2012-11-22 12:54:02 PM

stiletto_the_wise: You know, I'd trade those cheap 2010-era batteries and stereos any day, for a 1960-era job that would let me buy a house, raise a family, afford medical care, and a pension to take care of me when I'm old--all on one income.


Yea, but in 1960 there was no Ceelo Green and if you wanted a sitcom you certainly didn't have "Two Broke Girls". My god man, you'd be stuck with Andy Griffith and "The Flintstones"! And if you want immersive evening entertainment there's no WoW, you'll have to read a book! Is the certainty of your future and reasonable job prospects really worth the loss of all these modern gems!?

/ shut up and enjoy your cheap bread and circus you ungracious peasant
 
2012-11-22 12:55:49 PM

jjorsett: Unfortunately, the UAW didn't learn the lesson of successful parasites: don't kill your host.


Don't use words you don't know the meaning of. I realize this would cut your vocabulary to nearly nothing, but I'm prepared to accept the risk that we'll never be assaulted by your "wisdom" again as a result.
 
2012-11-22 01:31:05 PM

jjorsett: At the peak of its power and influence in the 1950s, the United Auto Workers could claim a significant portion of GM's earnings for its members.

Unfortunately, the UAW didn't learn the lesson of successful parasites: don't kill your host.


Parasites? The people who build the products that the company sells to make money are parasites?
I guess that the managers and executives who dug the pit and drove GM into it are the host, then?

/You must be some kind of bizarro-fark.
 
2012-11-22 01:34:10 PM
farm8.staticflickr.com
.
 
2012-11-22 01:39:10 PM

cchris_39: Debeo Summa Credo: False. Robert Reich is a liar and is lying to you.

Just misleading you (again). It's an apples and oranges headfake.

Union workers today make over $50 an hour, there just aren't as many union jobs.

The girl who worked at the dimestore in 1962 was not making today's equivalent of $50 an hour. More like $1.15 an hour (the then minimum wage), which would translate to about $6.00 an hour today. $8.81 is close to 50% more.


$1.15 in 1962 is worth $8.81 today
 
2012-11-22 01:43:36 PM

HotIgneous Intruder: In 1961, things weren't so different:
Mr. Frederick Donner, Chairman of the Board of the General Motors Corporation, received in salary and bonuses an amount of $2,922,000 for the period from 1956 through 1960. By contrast, the wages of an average GM hourly worker totalled $28,329, assuming that he worked 52 weeks each of these years, which the average GM worker did not. Mr.
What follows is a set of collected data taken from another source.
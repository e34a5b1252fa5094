//! Eastmoney adapter for earnings reports and instrument profiles.
//!
//! # Data Sources
//! - Earnings report (业绩报表): datacenter-web.eastmoney.com, report
//!   `RPT_LICO_FN_CPD`, one paginated query per report date
//! - Instrument profile: push2.eastmoney.com quote endpoint, field `f127`
//!   carries the industry

use async_trait::async_trait;
use roe_common::config::SourcesConfig;
use serde::Deserialize;
use serde_json::Value;
use std::time::Duration;
use tracing::debug;

use super::parse::{parse_metric, parse_text};
use super::provider::{ProfileSource, ProfitabilitySource, ProviderError};
use super::{fields, FiscalPeriod, InstrumentId, PeriodSnapshot, QuoteItems};

// ============================================================================
// Constants
// ============================================================================

const REPORT_PATH: &str = "/api/data/v1/get";
const PROFILE_PATH: &str = "/api/qt/stock/get";

/// Earnings report table
const REPORT_NAME: &str = "RPT_LICO_FN_CPD";
const REPORT_COLUMNS: &str = "SECURITY_CODE,SECURITY_NAME_ABBR,WEIGHTAVG_ROE";

/// Data-center code for "no rows match the filter"
const CODE_EMPTY_RESULT: i64 = 9201;

/// Hard stop for runaway pagination
const MAX_PAGES: u32 = 200;

// ============================================================================
// Symbol Mapping
// ============================================================================

/// Convert a bare code to the quote API `secid` ("1.600519", "0.000001").
///
/// Shanghai codes (6xxxxx, 9xxxxx B-shares) use market 1, everything else 0.
fn to_secid(id: &InstrumentId) -> String {
    let market = if id.has_prefix("6") || id.has_prefix("9") {
        "1"
    } else {
        "0"
    };
    format!("{}.{}", market, id)
}

// ============================================================================
// Response Types
// ============================================================================

#[derive(Debug, Deserialize)]
struct ReportResponse {
    #[serde(default)]
    success: bool,
    #[serde(default)]
    code: i64,
    #[serde(default)]
    message: Option<String>,
    result: Option<ReportResult>,
}

#[derive(Debug, Deserialize)]
struct ReportResult {
    #[serde(default)]
    pages: u32,
    #[serde(default)]
    data: Vec<ReportRow>,
}

#[derive(Debug, Deserialize)]
struct ReportRow {
    #[serde(rename = "SECURITY_CODE")]
    code: Option<String>,
    #[serde(rename = "WEIGHTAVG_ROE")]
    roe: Option<Value>,
}

#[derive(Debug, Deserialize)]
struct ProfileResponse {
    #[serde(default)]
    rc: i64,
    data: Option<ProfileData>,
}

#[derive(Debug, Deserialize)]
struct ProfileData {
    f58: Option<Value>,
    f127: Option<Value>,
}

// ============================================================================
// Eastmoney Adapter
// ============================================================================

/// Eastmoney adapter.
pub struct EastmoneyAdapter {
    client: reqwest::Client,
    datacenter_url: String,
    quote_url: String,
    page_size: u32,
}

impl EastmoneyAdapter {
    /// Create from the sources configuration.
    pub fn new(config: &SourcesConfig) -> Self {
        Self::with_base_urls(
            &config.datacenter_url,
            &config.eastmoney_quote_url,
            config.page_size,
            Duration::from_secs(config.timeout_secs),
        )
    }

    /// Create against explicit base URLs.
    pub fn with_base_urls(
        datacenter_url: &str,
        quote_url: &str,
        page_size: u32,
        timeout: Duration,
    ) -> Self {
        let client = reqwest::Client::builder()
            .timeout(timeout)
            .user_agent("Mozilla/5.0 (Macintosh; Intel Mac OS X 10_15_7)")
            .build()
            .unwrap_or_else(|_| reqwest::Client::new());

        Self {
            client,
            datacenter_url: datacenter_url.trim_end_matches('/').to_string(),
            quote_url: quote_url.trim_end_matches('/').to_string(),
            page_size: page_size.max(1),
        }
    }

    /// Fetch one page of the earnings report. `None` means the filter
    /// matched nothing.
    async fn fetch_page(
        &self,
        report_date: &str,
        page: u32,
    ) -> Result<Option<ReportResult>, ProviderError> {
        let url = format!("{}{}", self.datacenter_url, REPORT_PATH);
        let filter = format!("(REPORTDATE='{}')", report_date);
        let page_size = self.page_size.to_string();
        let page_number = page.to_string();

        debug!(report_date, page, "Fetching earnings report page");

        let response = self
            .client
            .get(&url)
            .query(&[
                ("reportName", REPORT_NAME),
                ("columns", REPORT_COLUMNS),
                ("filter", filter.as_str()),
                ("sortColumns", "SECURITY_CODE"),
                ("sortTypes", "1"),
                ("pageSize", page_size.as_str()),
                ("pageNumber", page_number.as_str()),
            ])
            .send()
            .await?;

        check_status(&response)?;

        let body: ReportResponse = response.json().await?;

        if body.code == CODE_EMPTY_RESULT {
            return Ok(None);
        }
        if !body.success {
            return Err(ProviderError::Internal(format!(
                "Eastmoney data center error: code={} message={}",
                body.code,
                body.message.unwrap_or_default()
            )));
        }

        Ok(body.result)
    }
}

/// Map HTTP failure statuses to provider errors.
pub(super) fn check_status(response: &reqwest::Response) -> Result<(), ProviderError> {
    let status = response.status();
    if status.is_success() {
        return Ok(());
    }
    match status.as_u16() {
        401 | 403 => Err(ProviderError::Auth(format!("HTTP {}", status))),
        429 => Err(ProviderError::RateLimited {
            retry_after_secs: response
                .headers()
                .get(reqwest::header::RETRY_AFTER)
                .and_then(|v| v.to_str().ok())
                .and_then(|v| v.parse().ok()),
        }),
        500..=599 => Err(ProviderError::Unavailable(format!("HTTP {}", status))),
        _ => Err(ProviderError::Network(format!("HTTP {}", status))),
    }
}

// ============================================================================
// Source Implementations
// ============================================================================

#[async_trait]
impl ProfitabilitySource for EastmoneyAdapter {
    fn name(&self) -> &'static str {
        "eastmoney"
    }

    async fn fetch_period(&self, period: &FiscalPeriod) -> Result<PeriodSnapshot, ProviderError> {
        let report_date = period
            .report_date()
            .ok_or_else(|| {
                ProviderError::InvalidRequest(format!(
                    "period '{}' is not a report date",
                    period.id()
                ))
            })?
            .format("%Y-%m-%d")
            .to_string();

        let mut rows = Vec::new();
        let mut page = 1;
        loop {
            let Some(result) = self.fetch_page(&report_date, page).await? else {
                break;
            };
            rows.extend(result.data.into_iter().filter_map(|row| {
                let code = row.code?;
                Some((InstrumentId::from(code), parse_metric(row.roe.as_ref())))
            }));
            if page >= result.pages || page >= MAX_PAGES {
                break;
            }
            page += 1;
        }

        debug!(period = %period, rows = rows.len(), pages = page, "Earnings report fetched");
        Ok(PeriodSnapshot::from_rows(rows))
    }
}

#[async_trait]
impl ProfileSource for EastmoneyAdapter {
    fn name(&self) -> &'static str {
        "eastmoney"
    }

    async fn profile(&self, id: &InstrumentId) -> Result<QuoteItems, ProviderError> {
        let url = format!("{}{}", self.quote_url, PROFILE_PATH);
        let secid = to_secid(id);

        let response = self
            .client
            .get(&url)
            .query(&[("secid", secid.as_str()), ("fields", "f57,f58,f127")])
            .send()
            .await?;

        check_status(&response)?;

        let body: ProfileResponse = response.json().await?;
        if body.rc != 0 {
            return Err(ProviderError::Internal(format!(
                "Eastmoney API error: rc={}",
                body.rc
            )));
        }
        let data = body
            .data
            .ok_or_else(|| ProviderError::DataNotAvailable(format!("no profile for {}", id)))?;

        let mut items = QuoteItems::new();
        if let Some(industry) = parse_text(data.f127.as_ref()) {
            items.insert(fields::INDUSTRY.into(), Value::String(industry));
        }
        if let Some(name) = parse_text(data.f58.as_ref()) {
            items.insert(fields::NAME.into(), Value::String(name));
        }
        Ok(items)
    }
}

#[cfg(test)]
mod tests {
    use super::*;

    #[test]
    fn test_to_secid() {
        assert_eq!(to_secid(&"600519".into()), "1.600519");
        assert_eq!(to_secid(&"900901".into()), "1.900901");
        assert_eq!(to_secid(&"000001".into()), "0.000001");
        assert_eq!(to_secid(&"300750".into()), "0.300750");
        assert_eq!(to_secid(&"830799".into()), "0.830799");
    }

    #[test]
    fn test_report_row_deserialize() {
        let body = r#"{
            "success": true,
            "code": 0,
            "result": {
                "pages": 1,
                "data": [
                    {"SECURITY_CODE": "000001", "WEIGHTAVG_ROE": 10.2},
                    {"SECURITY_CODE": "000002", "WEIGHTAVG_ROE": null}
                ]
            }
        }"#;
        let parsed: ReportResponse = serde_json::from_str(body).unwrap();
        let result = parsed.result.unwrap();
        assert_eq!(result.pages, 1);
        assert_eq!(result.data.len(), 2);
        assert_eq!(parse_metric(result.data[0].roe.as_ref()), Some(10.2));
        assert_eq!(parse_metric(result.data[1].roe.as_ref()), None);
    }

    #[tokio::test]
    async fn test_fetch_period_rejects_undated_period() {
        let adapter = EastmoneyAdapter::with_base_urls(
            "http://127.0.0.1:9",
            "http://127.0.0.1:9",
            100,
            Duration::from_secs(1),
        );
        let err = adapter
            .fetch_period(&FiscalPeriod::full("Y1"))
            .await
            .unwrap_err();
        assert!(matches!(err, ProviderError::InvalidRequest(_)));
    }
}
Donner received in this period more than 100 times the compensation of a GM worker.

From here.

Further, using the b>BLS inflation calculator, I see that the average wage of the GM worker in 1960 of $28,329 is the 2012 equivalent of earning $221,384.44.


That $28k is for working from 1956 to 1960, not just one year.
 
2012-11-22 01:52:44 PM

Linux_Yes: .. el snippo...
and the owners think that is just fine, even though they are too stupid/short sited to see that they're undermining themselves and that they'd make more money in the long haul if our country had a prosperous thriving middle class.

Greed/selfishness blinds even those with the best eyesight.


Blindness? I don't see blindness at all - I see a careful and calculated strategy. You're undervaluing the notion of Globalization that needs to be in this discussion. The "owners" are quite willing to suck the West dry (not just the USA, but Europe, Australia and Canada) then move on to emerging markets like India and China. That is the general long term strategy that is being employed.

Part of that strategy is to get as rich as possible right now, so that you've got enough money to keep moving to where you get the lifestyle you want. Earn $100 Million right now and you can simply move from one country to another when the situation warrants. It also means a pretty nice retirement fund for yourself for when you finally do get out of the game, with interest building up from savings in transnational banks and investments in the new markets your former colleagues are now exploiting. By the time any of these owners will really need to deal with the consequences of their actions, they'll be dead of old age.
 
2012-11-22 01:53:21 PM

FirstNationalBastard: Saw this in another thread, think it's appropriate to leave here...


It's essentially an extended bumper sticker argument. Tax policy was different enough that a direct comparison of marginal rates isn't an accurate representation. Nor is the social safety net as it asserted "weakened" today in comparison to the 1950s. If anything due to the Great Society programs of LBJ, our "social safety net" guarantees far more than the 1950s ever saw.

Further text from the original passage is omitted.